Download or read book One Word Kill written by Mark Lawrence and published by 47North. This book was released on 2019-05 with total page 0 pages. Available in PDF, EPUB and Kindle. Book excerpt: Ready Player One meets Stranger Things in this new novel by the bestselling author who George RR Martin describes as "an excellent writer." In January 1986, fifteen-year-old boy-genius Nick Hayes discovers he's dying. And it isn't even the strangest thing to happen to him that week. Nick and his Dungeons & Dragons-playing friends are used to living in their imaginations. But when a new girl, Mia, joins the group and reality becomes weirder than the fantasy world they visit in their weekly games, none of them are prepared for what comes next. A strange--yet curiously familiar--man is following Nick, with abilities that just shouldn't exist. And this man bears a cryptic message: Mia's in grave danger, though she doesn't know it yet. She needs Nick's help--now. He finds himself in a race against time to unravel an impossible mystery and save the girl. And all that stands in his way is a probably terminal disease, a knife-wielding maniac and the laws of physics. Challenge accepted.
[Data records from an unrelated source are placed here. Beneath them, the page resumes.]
//! Channel-addressable RGBA pixel storage.

use std::fmt;

#[cfg(feature = "serde")]
use serde::{Deserialize, Serialize};

use crate::SpectralError;

/// Bytes per RGBA pixel.
const STRIDE: usize = 4;

/// A pixel channel to read from or write to.
#[derive(Debug, Clone, Copy, PartialEq, Eq, Hash, Default)]
#[cfg_attr(feature = "serde", derive(Serialize, Deserialize))]
#[cfg_attr(feature = "serde", serde(rename_all = "lowercase"))]
pub enum Channel {
    /// Red byte.
    Red,
    /// Green byte.
    Green,
    /// Blue byte.
    Blue,
    /// Alpha byte.
    Alpha,
    /// Luma on read; broadcast to RGB with opaque alpha on write.
    #[default]
    Grayscale,
}

impl Channel {
    /// Reads this channel from a 4-byte RGBA pixel.
    pub fn extract(self, rgba: [u8; 4]) -> u8 {
        match self {
            Channel::Red => rgba[0],
            Channel::Green => rgba[1],
            Channel::Blue => rgba[2],
            Channel::Alpha => rgba[3],
            Channel::Grayscale => luma(rgba[0], rgba[1], rgba[2]),
        }
    }

    /// Writes `value` into this channel of an RGBA pixel.
    pub fn fill(self, rgba: &mut [u8; 4], value: u8) {
        match self {
            Channel::Red => rgba[0] = value,
            Channel::Green => rgba[1] = value,
            Channel::Blue => rgba[2] = value,
            Channel::Alpha => rgba[3] = value,
            Channel::Grayscale => {
                rgba[..3].fill(value);
                rgba[3] = u8::MAX;
            }
        }
    }
}

impl std::str::FromStr for Channel {
    type Err = String;

    fn from_str(s: &str) -> Result<Self, Self::Err> {
        match s.to_ascii_lowercase().as_str() {
            "red" | "r" => Ok(Channel::Red),
            "green" | "g" => Ok(Channel::Green),
            "blue" | "b" => Ok(Channel::Blue),
            "alpha" | "a" => Ok(Channel::Alpha),
            "grayscale" | "gray" | "luma" => Ok(Channel::Grayscale),
            other => Err(format!("unknown channel: {other}")),
        }
    }
}

/// ITU-R BT.601 luma, rounded to the nearest byte.
fn luma(r: u8, g: u8, b: u8) -> u8 {
    let gray = 0.299 * r as f64 + 0.587 * g as f64 + 0.114 * b as f64;
    gray.round() as u8
}

/// Pixel storage addressed by flat pixel index and channel.
///
/// Index `i` refers to the pixel at `(i % width, i / width)`.
pub trait PixelStore {
    /// Width in pixels.
    fn width(&self) -> usize;

    /// Height in pixels.
    fn height(&self) -> usize;

    /// Reads one channel of the pixel at `index`.
    fn channel_value(&self, index: usize, channel: Channel) -> Result<u8, SpectralError>;

    /// Writes one channel of the pixel at `index`.
    fn set_channel_value(
        &mut self,
        value: u8,
        index: usize,
        channel: Channel,
    ) -> Result<(), SpectralError>;
}

/// Owned, bounds-checked RGBA8 pixel buffer.
#[derive(Clone, PartialEq, Eq)]
pub struct PixelBuffer {
    width: usize,
    height: usize,
    data: Vec<u8>,
}

impl fmt::Debug for PixelBuffer {
    fn fmt(&self, f: &mut fmt::Formatter<'_>) -> fmt::Result {
        f.debug_struct("PixelBuffer")
            .field("width", &self.width)
            .field("height", &self.height)
            .finish()
    }
}

impl fmt::Display for PixelBuffer {
    fn fmt(&self, f: &mut fmt::Formatter<'_>) -> fmt::Result {
        write!(f, "RGBA[{}x{}]", self.width, self.height)
    }
}

impl PixelBuffer {
    /// Creates a zeroed (transparent black) buffer.
    pub fn new(width: usize, height: usize) -> Self {
        Self {
            width,
            height,
            data: vec![0; width * height * STRIDE],
        }
    }

    /// Wraps raw RGBA8 bytes in row-major order.
    pub fn from_rgba(width: usize, height: usize, data: Vec<u8>) -> Result<Self, SpectralError> {
        let expected = width * height * STRIDE;
        if data.len() != expected {
            return Err(SpectralError::BufferSize {
                expected,
                got: data.len(),
            });
        }
        Ok(Self {
            width,
            height,
            data,
        })
    }

    /// Builds a grayscale image from one byte per pixel.
    pub fn from_luma(width: usize, height: usize, values: &[u8]) -> Result<Self, SpectralError> {
        if values.len() != width * height {
            return Err(SpectralError::BufferSize {
                expected: width * height,
                got: values.len(),
            });
        }
        let mut buffer = Self::new(width, height);
        for (pixel, &v) in buffer.pixels_mut().zip(values) {
            Channel::Grayscale.fill(pixel, v);
        }
        Ok(buffer)
    }

    /// Returns the image dimensions.
    pub fn dimensions(&self) -> (usize, usize) {
        (self.width, self.height)
    }

    /// Raw RGBA8 bytes.
    pub fn as_bytes(&self) -> &[u8] {
        &self.data
    }

    /// Consumes the buffer, returning the raw RGBA8 bytes.
    pub fn into_bytes(self) -> Vec<u8> {
        self.data
    }

    fn pixels_mut(&mut self) -> impl Iterator<Item = &mut [u8; 4]> {
        self.data
            .chunks_exact_mut(STRIDE)
            .filter_map(|pixel| <&mut [u8; 4]>::try_from(pixel).ok())
    }

    fn pixel_mut(&mut self, index: usize) -> Result<&mut [u8; 4], SpectralError> {
        let len = self.width * self.height;
        let range = self.pixel_range(index)?;
        <&mut [u8; 4]>::try_from(&mut self.data[range])
            .map_err(|_| SpectralError::IndexOutOfBounds { index, len })
    }

    fn pixel_range(&self, index: usize) -> Result<std::ops::Range<usize>, SpectralError> {
        let len = self.width * self.height;
        if index >= len {
            return Err(SpectralError::IndexOutOfBounds { index, len });
        }
        Ok(index * STRIDE..(index + 1) * STRIDE)
    }

    /// Reads the full RGBA pixel at `index`.
    pub fn rgba(&self, index: usize) -> Result<[u8; 4], SpectralError> {
        let range = self.pixel_range(index)?;
        let p = &self.data[range];
        Ok([p[0], p[1], p[2], p[3]])
    }

    /// Reads one channel at pixel coordinates.
    pub fn channel_at(&self, x: usize, y: usize, channel: Channel) -> Result<u8, SpectralError> {
        self.channel_value(self.coord_index(x, y)?, channel)
    }

    /// Writes one channel at pixel coordinates.
    pub fn set_channel_at(
        &mut self,
        value: u8,
        x: usize,
        y: usize,
        channel: Channel,
    ) -> Result<(), SpectralError> {
        let index = self.coord_index(x, y)?;
        self.set_channel_value(value, index, channel)
    }

    fn coord_index(&self, x: usize, y: usize) -> Result<usize, SpectralError> {
        if x >= self.width || y >= self.height {
            return Err(SpectralError::IndexOutOfBounds {
                index: x + y * self.width,
                len: self.width * self.height,
            });
        }
        Ok(x + y * self.width)
    }

    /// Fills one channel of every pixel with `value`.
    pub fn clear(&mut self, channel: Channel, value: u8) {
        for pixel in self.pixels_mut() {
            channel.fill(pixel, value);
        }
    }

    /// Replaces every pixel with its grayscale value (opaque).
    pub fn desaturate(&mut self) {
        for pixel in self.pixels_mut() {
            let gray = luma(pixel[0], pixel[1], pixel[2]);
            Channel::Grayscale.fill(pixel, gray);
        }
    }
}

impl PixelStore for PixelBuffer {
    fn width(&self) -> usize {
        self.width
    }

    fn height(&self) -> usize {
        self.height
    }

    fn channel_value(&self, index: usize, channel: Channel) -> Result<u8, SpectralError> {
        Ok(channel.extract(self.rgba(index)?))
    }

    fn set_channel_value(
        &mut self,
        value: u8,
        index: usize,
        channel: Channel,
    ) -> Result<(), SpectralError> {
        channel.fill(self.pixel_mut(index)?, value);
        Ok(())
    }
}
//! Error types for resin-spectral.

use thiserror::Error;

/// Errors that can occur while building or rendering a spectrum.
#[derive(Debug, Clone, PartialEq, Error)]
pub enum SpectralError {
    /// The grid does not hold a power-of-two number of samples.
    #[error("invalid dimensions: {width}x{height} is not a power-of-two sample count")]
    InvalidDimensions {
        /// Grid width in pixels.
        width: usize,
        /// Grid height in pixels.
        height: usize,
    },

    /// Pixel index outside the buffer.
    #[error("pixel index {index} out of bounds (len {len})")]
    IndexOutOfBounds {
        /// Requested pixel index.
        index: usize,
        /// Number of pixels in the buffer.
        len: usize,
    },

    /// Raw byte buffer has the wrong length for its dimensions.
    #[error("buffer size mismatch: expected {expected} bytes, got {got}")]
    BufferSize {
        /// Byte length implied by width * height * 4.
        expected: usize,
        /// Byte length actually supplied.
        got: usize,
    },

    /// Log gain is not a positive finite number.
    #[error("invalid log gain {gain}: must be positive and finite")]
    InvalidLogGain {
        /// The rejected gain.
        gain: f64,
    },

    /// Division by a complex number with zero magnitude.
    #[error("complex division by zero")]
    ComplexDivisionByZero,
}

impl SpectralError {
    /// Create an invalid-dimensions error.
    pub fn dimensions(width: usize, height: usize) -> Self {
        Self::InvalidDimensions { width, height }
    }
}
Book Synopsis How to Write a Novel Using the Snowflake Method by : Randy Ingermanson
Download or read book How to Write a Novel Using the Snowflake Method written by Randy Ingermanson and published by Createspace Independent Publishing Platform. This book was released on 2014-07-18 with total page 0 pages. Available in PDF, EPUB and Kindle. Book excerpt: The Snowflake Method-ten battle-tested steps that jump-start your creativity and help you quickly map out your story.
Download or read book The Paris Wife written by Paula McLain and published by Hachette UK. This book was released on 2011-03-03 with total page 263 pages. Available in PDF, EPUB and Kindle. Book excerpt: Chicago, 1920: Hadley Richardson is a shy twenty-eight-year-old who has all but given up on love and happiness when she meets Ernest Hemingway and is captivated by his energy, intensity and burning ambition to write. After a whirlwind courtship and wedding, the pair set sail for France. But glamorous Jazz Age Paris, full of artists and writers, fuelled by alcohol and gossip, is no place for family life and fidelity. Ernest and Hadley's marriage begins to founder, and the birth of a beloved son serves only to drive them further apart. Then, at last, Ernest's ferocious literary endeavours begin to bring him recognition - not least from a woman intent on making him her own . . .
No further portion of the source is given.